Most parts of the country will be disconnected from power during the day in order to supply the capital city and manufacturing industry, according to Energy Minister Kiraitu Murungi.

The official line is that a severe drought has reduced the flow of rivers into hydroelectric power stations along the River Tana. In truth, years of neglect, mismanagement of the energy sector and corruption are to blame for the current mess.

Chronic incompetence by political appointees to the two state-owned electricity firms has largely contributed to the power cuts. The Kenya Electricity Generating Company (Kengen) is unable to satisfy rising demand from industry and homes. Meanwhile, the Kenya Power and Lighting Company spends more money on administration than it does on upgrading plant and machinery. Drought should not hinder power production as the current dry spell was predicted at least a year ago.

There are fears that power rationing will add to the already severe outages to make matters very difficult for Kenya’s fledgling industry. After the previous power rationing programme in the years 1999 -2000, the economy went through three successive years of negative growth which ended in 2003. It marked the first economic contraction in Kenya’s colonial and post colonial history. From the look of things, a similar scenario is about to replay itself.

Kenyan industry already faces very high energy prices compared to competitors in Egypt, South Africa, India and China. Power cuts will drive many out of business, if the experience a decade ago is anything to go by. Companies will simply not be able to fulfil their orders, resulting in closures and layoffs. In the year 2000, for example, giant biscuit maker House of Manji went bankrupt after it was unable to deliver on a multi-million pasta contract to an international aid agency. The company had taken a loan to fulfil the order but was unable to repay since it could not manufacture the product. Power rationing was largely to blame. The company has since been revived but it is unlikely to recapture its former glory.

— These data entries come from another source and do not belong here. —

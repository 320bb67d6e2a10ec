//! Repository layer abstractions and persistence implementations.
//!
//! # Responsibility
//! - Define use-case oriented data access contracts over the version store.
//! - Isolate SQLite query details from service/business orchestration.
//!
//! # Invariants
//! - Version rows are append-only; repositories never update a persisted
//!   column other than `is_latest`, `export_batch_id` and the `_log_id`
//!   review/delete markers.
//! - Every write that creates a version row also creates its log row, in
//!   the same transaction.

pub mod hooks;
pub mod lock_repo;
pub mod log_repo;
pub mod reference_repo;
pub mod version_repo;

use crate::db::DbError;
use crate::model::entity::{EntityKind, MergeError};
use std::error::Error;
use std::fmt::{Display, Formatter};

pub type StoreResult<T> = Result<T, StoreError>;

/// Errors from version store and reference repository operations.
#[derive(Debug)]
pub enum StoreError {
    /// Underlying SQLite/bootstrap error.
    Db(DbError),
    /// Target entity does not exist.
    NotFound { kind: EntityKind, entity_id: i64 },
    /// Target version row does not exist.
    VersionNotFound { kind: EntityKind, version_id: i64 },
    /// Someone else saved a newer version since the client loaded theirs.
    Conflict {
        kind: EntityKind,
        entity_id: i64,
        expected_version_id: Option<i64>,
        actual_version_id: Option<i64>,
    },
    /// No import epoch exists yet; the store is empty until a corpus import.
    NoCurrentEpoch,
    /// A bulk write API was called without an open transaction.
    OutsideTransaction,
    /// Patch could not be merged onto the base payload.
    Merge(MergeError),
    /// Connection schema is not at the expected migrated version.
    UninitializedConnection {
        expected_version: u32,
        actual_version: u32,
    },
    /// Required table is missing.
    MissingRequiredTable(&'static str),
    /// Persisted data cannot be converted to valid read model.
    InvalidData(String),
}

impl Display for StoreError {
    fn fmt(&self, f: &mut Formatter<'_>) -> std::fmt::Result {
        match self {
            Self::Db(err) => write!(f, "{err}"),
            Self::NotFound { kind, entity_id } => {
                write!(f, "{kind} not found: {entity_id}")
            }
            Self::VersionNotFound { kind, version_id } => {
                write!(f, "{kind} version not found: {version_id}")
            }
            Self::Conflict {
                kind,
                entity_id,
                expected_version_id,
                actual_version_id,
            } => write!(
                f,
                "concurrent edit on {kind} {entity_id}: parent version {}, latest is {}",
                format_version_id(*expected_version_id),
                format_version_id(*actual_version_id),
            ),
            Self::NoCurrentEpoch => {
                write!(f, "no current import epoch; run a corpus import first")
            }
            Self::OutsideTransaction => {
                write!(f, "bulk version writes require an open transaction")
            }
            Self::Merge(err) => write!(f, "{err}"),
            Self::UninitializedConnection {
                expected_version,
                actual_version,
            } => write!(
                f,
                "version store requires schema version {expected_version}, got {actual_version}"
            ),
            Self::MissingRequiredTable(table) => {
                write!(f, "version store requires table `{table}`")
            }
            Self::InvalidData(message) => write!(f, "invalid persisted version data: {message}"),
        }
    }
}

fn format_version_id(value: Option<i64>) -> String {
    match value {
        Some(id) => id.to_string(),
        None => "none".to_string(),
    }
}

impl Error for StoreError {
    fn source(&self) -> Option<&(dyn Error + 'static)> {
        match self {
            Self::Db(err) => Some(err),
            Self::Merge(err) => Some(err),
            Self::NotFound { .. } => None,
            Self::VersionNotFound { .. } => None,
            Self::Conflict { .. } => None,
            Self::NoCurrentEpoch => None,
            Self::OutsideTransaction => None,
            Self::UninitializedConnection { .. } => None,
            Self::MissingRequiredTable(_) => None,
            Self::InvalidData(_) => None,
        }
    }
}

impl From<DbError> for StoreError {
    fn from(value: DbError) -> Self {
        Self::Db(value)
    }
}

impl From<rusqlite::Error> for StoreError {
    fn from(value: rusqlite::Error) -> Self {
        Self::Db(DbError::Sqlite(value))
    }
}

impl From<MergeError> for StoreError {
    fn from(value: MergeError) -> Self {
        Self::Merge(value)
    }
}
//! Core logging bootstrap and safety policy.
//!
//! # Responsibility
//! - Initialize file-based rolling logs exactly once per process.
//! - Emit stable, metadata-only diagnostic events from core.
//!
//! # Invariants
//! - Logging init is idempotent for the same directory.
//! - Logging initialization must not panic.
//! - Re-initialization with a different directory is rejected.

use flexi_logger::{Cleanup, Criterion, FileSpec, Logger, LoggerHandle, Naming, WriteMode};
use log::{error, info};
use once_cell::sync::OnceCell;
use std::path::{Path, PathBuf};

const LOG_FILE_BASENAME: &str = "epistula";
const MAX_LOG_FILE_SIZE_BYTES: u64 = 10 * 1024 * 1024;
const MAX_LOG_FILES: usize = 5;
const MAX_PANIC_PAYLOAD_CHARS: usize = 160;

static LOGGING_STATE: OnceCell<LoggingState> = OnceCell::new();
static PANIC_HOOK_INSTALLED: OnceCell<()> = OnceCell::new();

struct LoggingState {
    level: &'static str,
    log_dir: PathBuf,
    _logger: LoggerHandle,
}

/// Initializes core logging with level and directory.
///
/// Returns `Ok(())` when logging is active, or a human-readable error string
/// when initialization fails.
///
/// # Invariants
/// - Calling this function repeatedly with the same `log_dir` is idempotent.
/// - Calling this function repeatedly with a different `level` is rejected.
/// - Re-initialization with a different `log_dir` is rejected.
/// - Initialization never panics.
///
/// # Errors
/// - Returns an error when `level` is unsupported.
/// - Returns an error when `log_dir` is empty, non-absolute, or cannot be created.
/// - Returns an error when logger backend setup fails.
pub fn init_logging(level: &str, log_dir: &str) -> Result<(), String> {
    let normalized_level = normalize_level(level)?;
    let normalized_dir = normalize_log_dir(log_dir)?;

    if let Some(state) = LOGGING_STATE.get() {
        if state.log_dir == normalized_dir {
            if state.level != normalized_level {
                return Err(format!(
                    "logging already initialized with level `{}`; refusing to switch to `{}`",
                    state.level, normalized_level
                ));
            }
            return Ok(());
        }
        return Err(format!(
            "logging already initialized at `{}`; refusing to switch to `{}`",
            state.log_dir.display(),
            normalized_dir.display()
        ));
    }

    let init_level = normalized_level;
    let init_dir = normalized_dir.clone();

    let state = LOGGING_STATE.get_or_try_init(|| -> Result<LoggingState, String> {
        std::fs::create_dir_all(&init_dir).map_err(|err| {
            format!(
                "failed to create log directory `{}`: {err}",
                init_dir.display()
            )
        })?;

        let logger = Logger::try_with_str(init_level)
            .map_err(|err| format!("invalid log level `{init_level}`: {err}"))?
            .log_to_file(
                FileSpec::default()
                    .directory(init_dir.as_path())
                    .basename(LOG_FILE_BASENAME),
            )
            .rotate(
                Criterion::Size(MAX_LOG_FILE_SIZE_BYTES),
                Naming::Numbers,
                Cleanup::KeepLogFiles(MAX_LOG_FILES),
            )
            .write_mode(WriteMode::BufferAndFlush)
            .append()
            // detailed_format carries timestamp + source location so operator
            // tooling can parse a structured timestamp column.
            .format_for_files(flexi_logger::detailed_format)
            .start()
            .map_err(|err| format!("failed to start logger: {err}"))?;

        install_panic_hook_once();

        info!(
            "event=core_start module=core status=ok platform={} build_mode={} version={}",
            std::env::consts::OS,
            build_mode(),
            env!("CARGO_PKG_VERSION")
        );
        info!(
            "event=core_init module=core status=ok level={} log_dir={}",
            init_level,
            init_dir.display()
        );

        Ok(LoggingState {
            level: init_level,
            log_dir: init_dir,
            _logger: logger,
        })
    })?;

    if state.log_dir != normalized_dir {
        return Err(format!(
            "logging already initialized at `{}`; refusing to switch to `{}`",
            state.log_dir.display(),
            normalized_dir.display()
        ));
    }
    if state.level != normalized_level {
        return Err(format!(
            "logging already initialized with level `{}`; refusing to switch to `{}`",
            state.level, normalized_level
        ));
    }

    Ok(())
}

/// Returns active logging status metadata.
///
/// Returns `None` when logging has not been initialized.
/// Returns `(level, log_dir)` when logging is active.
pub fn logging_status() -> Option<(&'static str, PathBuf)> {
    LOGGING_STATE
        .get()
        .map(|state| (state.level, state.log_dir.clone()))
}

/// Returns the default log level for current build mode.
///
/// - `debug` builds -> `debug`
/// - `release` builds -> `info`
pub fn default_log_level() -> &'static str {
    if cfg!(debug_assertions) {
        "debug"
    } else {
        "info"
    }
}

fn normalize_level(level: &str) -> Result<&'static str, String> {
    match level.trim().to_ascii_lowercase().as_str() {
        "trace" => Ok("trace"),
        "debug" => Ok("debug"),
        "info" => Ok("info"),
        "warn" | "warning" => Ok("warn"),
        "error" => Ok("error"),
        other => Err(format!(
            "unsupported log level `{other}`; expected trace|debug|info|warn|error"
        )),
    }
}

fn normalize_log_dir(log_dir: &str) -> Result<PathBuf, String> {
    let trimmed = log_dir.trim();
    if trimmed.is_empty() {
        return Err("log_dir cannot be empty".to_string());
    }
    let path = Path::new(trimmed);
    if !path.is_absolute() {
        return Err(format!("log_dir must be an absolute path, got `{trimmed}`"));
    }
    Ok(path.to_path_buf())
}

fn build_mode() -> &'static str {
    if cfg!(debug_assertions) {
        "debug"
    } else {
        "release"
    }
}

fn install_panic_hook_once() {
    if PANIC_HOOK_INSTALLED.get().is_some() {
        return;
    }

    let previous_hook = std::panic::take_hook();
    std::panic::set_hook(Box::new(move |panic_info| {
        // Panic payloads can quote letter text; cap and flatten before the
        // payload reaches the log file.
        let location = panic_info
            .location()
            .map(|loc| format!("{}:{}", loc.file(), loc.line()))
            .unwrap_or_else(|| "unknown".to_string());
        let payload = panic_payload_summary(panic_info);
        error!(
            "event=panic_captured module=core status=error location={} payload={}",
            location, payload
        );
        previous_hook(panic_info);
    }));

    let _ = PANIC_HOOK_INSTALLED.set(());
}

fn panic_payload_summary(info: &std::panic::PanicHookInfo<'_>) -> String {
    let payload = if let Some(message) = info.payload().downcast_ref::<&str>() {
        (*message).to_string()
    } else if let Some(message) = info.payload().downcast_ref::<String>() {
        message.clone()
    } else {
        "non-string panic payload".to_string()
    };

    sanitize_message(&payload, MAX_PANIC_PAYLOAD_CHARS)
}

fn sanitize_message(value: &str, max_chars: usize) -> String {
    let normalized = value.replace(['\n', '\r'], " ");
    let mut truncated = normalized.chars().take(max_chars).collect::<String>();
    if normalized.chars().count() > max_chars {
        truncated.push_str("...");
    }
    truncated
}
use epistula_core::db::open_db_in_memory;
use epistula_core::document::mentions::extract_mentions;
use epistula_core::document::tree::XmlTree;
use epistula_core::model::actor::{Actor, Role};
use epistula_core::model::audit::LogKind;
use epistula_core::model::entity::{
    EntityKind, LetterPatch, LetterPayload, PersonPatch, PersonPayload, ReviewState, VersionPatch,
    VersionPayload,
};
use epistula_core::repo::version_repo::VersionStore;
use epistula_core::repo::{log_repo, reference_repo, StoreError};
use rusqlite::{Connection, TransactionBehavior};
use uuid::Uuid;

const LETTER_DOC: &str =
    "<letter><p>Heinrich schrieb aus <placeName ref=\"l2\">Bern</placeName>.</p></letter>\n";
const LETTER_DOC_EDITED: &str =
    "<letter><p>Heinrich schrieb aus <placeName cert=\"high\" ref=\"l2\">Bern</placeName>.</p></letter>\n";

#[test]
fn imported_rows_are_accepted_untouched_and_latest() {
    let mut conn = open_db_in_memory().unwrap();
    seed_epoch(&mut conn, "rev-a");

    let store = VersionStore::try_new(&conn).unwrap();
    let current = store
        .get_current_version(EntityKind::Person, 17, None)
        .unwrap()
        .unwrap();
    assert!(current.is_latest);
    assert!(!current.is_touched);
    assert!(!current.is_new);
    assert_eq!(current.review_state, ReviewState::Accepted);
    match current.payload {
        VersionPayload::Person(payload) => assert_eq!(payload.name, "Heinrich Bullinger"),
        other => panic!("unexpected payload: {other:?}"),
    }
}

#[test]
fn contributor_edit_appends_pending_version() {
    let mut conn = open_db_in_memory().unwrap();
    seed_epoch(&mut conn, "rev-a");

    let store = VersionStore::try_new(&conn).unwrap();
    let imported = store
        .get_current_version(EntityKind::Person, 17, None)
        .unwrap()
        .unwrap();
    let edited = store
        .create_new_version(
            EntityKind::Person,
            17,
            Some(imported.version_id),
            person_name_patch("Heinrich Bullinger d. J."),
            &contributor(),
            false,
        )
        .unwrap();

    assert!(edited.is_latest);
    assert!(edited.is_touched);
    assert_eq!(edited.review_state, ReviewState::Pending);

    let history = store.list_versions(EntityKind::Person, 17).unwrap();
    assert_eq!(history.len(), 2);
    assert_eq!(history[0].version_id, imported.version_id);
    assert!(!history[0].is_latest);
    assert_eq!(history[1].version_id, edited.version_id);
}

#[test]
fn stale_parent_is_rejected_with_conflict() {
    let mut conn = open_db_in_memory().unwrap();
    seed_epoch(&mut conn, "rev-a");

    let store = VersionStore::try_new(&conn).unwrap();
    let imported = store
        .get_current_version(EntityKind::Person, 17, None)
        .unwrap()
        .unwrap();
    let edited = store
        .create_new_version(
            EntityKind::Person,
            17,
            Some(imported.version_id),
            person_name_patch("Heinrich Bullinger d. J."),
            &contributor(),
            false,
        )
        .unwrap();

    let err = store
        .create_new_version(
            EntityKind::Person,
            17,
            Some(imported.version_id),
            person_name_patch("Heinrich Bullinger d. A."),
            &contributor(),
            false,
        )
        .unwrap_err();
    match err {
        StoreError::Conflict {
            kind,
            entity_id,
            expected_version_id,
            actual_version_id,
        } => {
            assert_eq!(kind, EntityKind::Person);
            assert_eq!(entity_id, 17);
            assert_eq!(expected_version_id, Some(imported.version_id));
            assert_eq!(actual_version_id, Some(edited.version_id));
        }
        other => panic!("unexpected error: {other}"),
    }
    assert_eq!(store.list_versions(EntityKind::Person, 17).unwrap().len(), 2);
}

#[test]
fn reads_with_an_expected_version_detect_staleness() {
    let mut conn = open_db_in_memory().unwrap();
    seed_epoch(&mut conn, "rev-a");

    let store = VersionStore::try_new(&conn).unwrap();
    let imported = store
        .get_current_version(EntityKind::Person, 17, None)
        .unwrap()
        .unwrap();
    let edited = store
        .create_new_version(
            EntityKind::Person,
            17,
            Some(imported.version_id),
            person_name_patch("Heinrich Bullinger d. J."),
            &contributor(),
            false,
        )
        .unwrap();

    let fresh = store
        .get_current_version(EntityKind::Person, 17, Some(edited.version_id))
        .unwrap()
        .unwrap();
    assert_eq!(fresh.version_id, edited.version_id);

    let err = store
        .get_current_version(EntityKind::Person, 17, Some(imported.version_id))
        .unwrap_err();
    assert!(matches!(
        err,
        StoreError::Conflict {
            kind: EntityKind::Person,
            entity_id: 17,
            ..
        }
    ));
}

#[test]
fn missing_entity_is_not_found() {
    let mut conn = open_db_in_memory().unwrap();
    seed_epoch(&mut conn, "rev-a");

    let store = VersionStore::try_new(&conn).unwrap();
    let err = store
        .create_new_version(
            EntityKind::Person,
            99,
            None,
            person_name_patch("Nobody"),
            &contributor(),
            false,
        )
        .unwrap_err();
    assert!(matches!(
        err,
        StoreError::NotFound {
            kind: EntityKind::Person,
            entity_id: 99,
        }
    ));
}

#[test]
fn history_spans_epochs_but_currency_does_not() {
    let mut conn = open_db_in_memory().unwrap();
    seed_epoch(&mut conn, "rev-a");

    {
        let store = VersionStore::try_new(&conn).unwrap();
        let imported = store
            .get_current_version(EntityKind::Person, 17, None)
            .unwrap()
            .unwrap();
        store
            .create_new_version(
                EntityKind::Person,
                17,
                Some(imported.version_id),
                person_name_patch("Heinrich Bullinger d. J."),
                &contributor(),
                false,
            )
            .unwrap();
    }
    seed_epoch(&mut conn, "rev-b");

    let store = VersionStore::try_new(&conn).unwrap();
    let current = store
        .get_current_version(EntityKind::Person, 17, None)
        .unwrap()
        .unwrap();
    assert!(!current.is_touched);
    assert_eq!(current.review_state, ReviewState::Accepted);
    match current.payload {
        VersionPayload::Person(payload) => assert_eq!(payload.name, "Heinrich Bullinger"),
        other => panic!("unexpected payload: {other:?}"),
    }

    let history = store.list_versions(EntityKind::Person, 17).unwrap();
    assert_eq!(history.len(), 3);
    assert!(history
        .windows(2)
        .all(|pair| pair[0].version_id < pair[1].version_id));
}

#[test]
fn new_entities_get_ids_above_the_imported_range() {
    let mut conn = open_db_in_memory().unwrap();
    seed_epoch(&mut conn, "rev-a");

    let store = VersionStore::try_new(&conn).unwrap();
    let created = store
        .create_entity(
            VersionPatch::Person(PersonPatch {
                name: Some("Anna Maria".to_string()),
                ..PersonPatch::default()
            }),
            &contributor(),
            false,
        )
        .unwrap();

    assert_eq!(created.entity_id, 18);
    assert!(created.is_new);
    assert!(created.is_touched);
    assert_eq!(created.review_state, ReviewState::Pending);
}

#[test]
fn soft_delete_is_idempotent_and_scrubs_references() {
    let mut conn = open_db_in_memory().unwrap();
    seed_epoch(&mut conn, "rev-a");

    let store = VersionStore::try_new(&conn).unwrap();
    assert_eq!(
        reference_repo::list_letter_references(&conn, 1).unwrap().len(),
        1
    );

    let current = store
        .get_current_version(EntityKind::Letter, 1, None)
        .unwrap()
        .unwrap();
    assert!(store
        .soft_delete_version(EntityKind::Letter, current.version_id, &reviewer())
        .unwrap());
    assert!(!store
        .soft_delete_version(EntityKind::Letter, current.version_id, &reviewer())
        .unwrap());

    let deleted = store
        .get_current_version(EntityKind::Letter, 1, None)
        .unwrap()
        .unwrap();
    assert!(deleted.is_deleted());
    assert!(reference_repo::list_letter_references(&conn, 1)
        .unwrap()
        .is_empty());
}

#[test]
fn count_uncommitted_changes_counts_latest_edits_once() {
    let mut conn = open_db_in_memory().unwrap();
    seed_epoch(&mut conn, "rev-a");

    let store = VersionStore::try_new(&conn).unwrap();
    assert_eq!(store.count_uncommitted_changes().unwrap(), 0);

    let current = store
        .get_current_version(EntityKind::Letter, 1, None)
        .unwrap()
        .unwrap();
    let edited = store
        .create_new_version(
            EntityKind::Letter,
            1,
            Some(current.version_id),
            letter_document_patch(LETTER_DOC_EDITED),
            &contributor(),
            false,
        )
        .unwrap();
    assert_eq!(store.count_uncommitted_changes().unwrap(), 1);

    store
        .create_new_version(
            EntityKind::Letter,
            1,
            Some(edited.version_id),
            letter_document_patch(LETTER_DOC),
            &contributor(),
            false,
        )
        .unwrap();
    assert_eq!(store.count_uncommitted_changes().unwrap(), 1);
}

#[test]
fn bulk_apis_require_an_open_transaction() {
    let mut conn = open_db_in_memory().unwrap();
    seed_epoch(&mut conn, "rev-a");

    let store = VersionStore::try_new(&conn).unwrap();
    let err = store.begin_epoch("rev-b", 1).unwrap_err();
    assert!(matches!(err, StoreError::OutsideTransaction));

    let err = store
        .import_versioned(
            5,
            &VersionPayload::Letter(LetterPayload {
                document: LETTER_DOC.to_string(),
                actions: Vec::new(),
            }),
            1,
            1,
        )
        .unwrap_err();
    assert!(matches!(err, StoreError::OutsideTransaction));
}

#[test]
fn store_rejects_uninitialized_connection() {
    let conn = Connection::open_in_memory().unwrap();

    match VersionStore::try_new(&conn) {
        Err(StoreError::UninitializedConnection {
            expected_version,
            actual_version: 0,
        }) => assert!(expected_version > 0),
        Err(other) => panic!("unexpected error: {other}"),
        Ok(_) => panic!("expected uninitialized connection error"),
    }
}

fn admin() -> Actor {
    Actor::new(Uuid::new_v4(), "Admin", [Role::Administrator])
}

fn reviewer() -> Actor {
    Actor::new(Uuid::new_v4(), "Regula", [Role::Reviewer])
}

fn contributor() -> Actor {
    Actor::new(Uuid::new_v4(), "Vera", [Role::Contributor])
}

fn person_name_patch(name: &str) -> VersionPatch {
    VersionPatch::Person(PersonPatch {
        name: Some(name.to_string()),
        ..PersonPatch::default()
    })
}

fn letter_document_patch(document: &str) -> VersionPatch {
    VersionPatch::Letter(LetterPatch {
        document: Some(document.to_string()),
        actions: None,
    })
}

/// Imports person 17 and letter 1 under a fresh epoch, the way the corpus
/// import pipeline would.
fn seed_epoch(conn: &mut Connection, revision: &str) -> i64 {
    let admin = admin();
    let tx = conn
        .transaction_with_behavior(TransactionBehavior::Exclusive)
        .unwrap();
    let store = VersionStore::try_new(&tx).unwrap();
    let log_id = log_repo::append_log(&tx, LogKind::Import, &admin, Some(revision)).unwrap();
    let epoch = store.begin_epoch(revision, log_id).unwrap();
    store
        .import_versioned(
            17,
            &VersionPayload::Person(PersonPayload {
                name: "Heinrich Bullinger".to_string(),
                forename: Some("Heinrich".to_string()),
                surname: Some("Bullinger".to_string()),
                gnd: None,
                is_organization: false,
            }),
            epoch.epoch_id,
            log_id,
        )
        .unwrap();
    store
        .import_versioned(
            1,
            &VersionPayload::Letter(LetterPayload {
                document: LETTER_DOC.to_string(),
                actions: Vec::new(),
            }),
            epoch.epoch_id,
            log_id,
        )
        .unwrap();
    let tree = XmlTree::parse(LETTER_DOC).unwrap();
    reference_repo::replace_letter_references(&tx, 1, &extract_mentions(&tree)).unwrap();
    tx.commit().unwrap();
    epoch.epoch_id
}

In his announcement yesterday, Minister for Energy Kiraitu Murungi said that Nairobi’s Central Business District will be spared the power cuts. However, the government seems to be running on an outdated principle that the suburbs are sleeping quarters for people working in the city during the day. This may have been the case twenty years ago but, today, business worth billions of shillings is taking place in the suburbs. Without electricity, small and informal business will suffer massively with major social and economic effects on society.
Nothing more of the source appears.